The lawsuit centers on the city’s involvement in a dispute
between DWJ and Gilio over Gilio’s alleged failure to allow DWJ to work to
fulfill a purported a commitment made in 2006 to hire and employ DWJ made in a
contract Gilio received from the city for weed trimming work. The commitment
was allegedly made to allow Gilio to satisfy the city’s rules requiring a
certain percentage of projects to go to businesses owned by minorities and
DWJ’s lawsuit said the city sent a letter in January 2017
affirming the city’s belief Gilio had fallen short of its commitment to utilize
DWJ under the terms of its contract with the city.

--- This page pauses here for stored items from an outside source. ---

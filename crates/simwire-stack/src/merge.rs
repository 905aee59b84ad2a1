//! Raw layer merging.
//!
//! Layers are merged as untyped values before anything is deserialized:
//! objects merge key by key, scalars and arrays are replaced, except for the
//! lists in [`ADDITIVE_PATHS`], which accumulate across layers.

use serde_json::Value;

/// Lists that are concatenated instead of replaced when layers merge.
pub const ADDITIVE_PATHS: &[&str] = &["/engine/ignore", "/engine/plugin_path"];

/// Merge `layer` onto `target`.
pub fn merge_layer(target: &mut Value, layer: Value) {
    merge_at(target, layer, &mut String::new());
}

fn merge_at(target: &mut Value, layer: Value, path: &mut String) {
    match (target, layer) {
        (Value::Object(target), Value::Object(layer)) => {
            for (key, value) in layer {
                let len = path.len();
                path.push('/');
                path.push_str(&escape_token(&key));
                match target.get_mut(&key) {
                    Some(slot) => merge_at(slot, value, path),
                    None => {
                        target.insert(key, value);
                    }
                }
                path.truncate(len);
            }
        }
        (Value::Array(target), Value::Array(layer)) if ADDITIVE_PATHS.contains(&path.as_str()) => {
            target.extend(layer);
        }
        (target, layer) => *target = layer,
    }
}

// ===========================================================================
// JSON pointers
// ===========================================================================

fn escape_token(token: &str) -> String {
    token.replace('~', "~0").replace('/', "~1")
}

fn unescape_token(token: &str) -> String {
    token.replace("~1", "/").replace("~0", "~")
}

/// Remove the value at `pointer` (RFC 6901). Returns whether anything was
/// removed. The empty pointer and missing targets remove nothing.
pub fn remove_pointer(value: &mut Value, pointer: &str) -> bool {
    if !pointer.starts_with('/') {
        return false;
    }
    let Some(split) = pointer.rfind('/') else {
        return false;
    };
    let last = unescape_token(&pointer[split + 1..]);
    let Some(parent) = value.pointer_mut(&pointer[..split]) else {
        return false;
    };

    match parent {
        Value::Object(map) => map.remove(&last).is_some(),
        Value::Array(items) => match last.parse::<usize>() {
            Ok(i) if i < items.len() => {
                items.remove(i);
                true
            }
            _ => false,
        },
        _ => false,
    }
}

// ===========================================================================
// Gated content detection
// ===========================================================================

/// Whether a trigger action is, or contains at any depth, a `command` action.
///
/// Recognized shapes: `{"name": "command", ...}`, the bare string `"command"`,
/// and the `"command=..."` shorthand. Inside an object, plain string fields
/// are data, except an `action` field.
pub fn contains_command_action(action: &Value) -> bool {
    match action {
        Value::String(s) => s == "command" || s.starts_with("command="),
        Value::Object(map) => {
            map.get("name").and_then(Value::as_str) == Some("command")
                || map.iter().any(|(key, value)| match value {
                    Value::String(_) => key == "action" && contains_command_action(value),
                    _ => contains_command_action(value),
                })
        }
        Value::Array(items) => items.iter().any(contains_command_action),
        _ => false,
    }
}

/// Index of the first trigger in a raw `triggers` list whose action is a
/// command action.
pub fn find_command_trigger(triggers: &Value) -> Option<usize> {
    triggers
        .as_array()?
        .iter()
        .position(|t| t.get("action").is_some_and(contains_command_action))
}

/// Whether a raw `engine.hooks` section declares any hook.
pub fn declares_hooks(hooks: &Value) -> bool {
    match hooks {
        Value::Object(map) => map.values().any(|list| match list {
            Value::Array(items) => !items.is_empty(),
            Value::Null => false,
            _ => true,
        }),
        Value::Null => false,
        _ => true,
    }
}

According to the complaint,
Gilio allegedly had agreed to pay DWJ nearly $440,000 for its services.
However, the letter also informed DWJ it had just 15 days to
notify the city if it wished to press any claims against Gilio, and also
notified DWJ that under city rules, those claims must be submitted to binding
arbitration, at the initial expense of DWJ. If the subcontractor doesn’t act
within 15 days, the city would consider the matter closed.
DWJ alleged there is “no formal rule or regulation that
imposes the 15 day time limit” and the city’s “special conditions” requiring
arbitration violate the city’s Municipal Code. The lawsuit said DWJ believes
the code calls for contractors, not their subs, to bear burden of pressing for –
and paying for – arbitration in disputes with the minority-owned
The lawsuit said DWJ believes such letters and demands are
typical of those received by all minority- and women-owned businesses involved
in similar disputes with city contractors.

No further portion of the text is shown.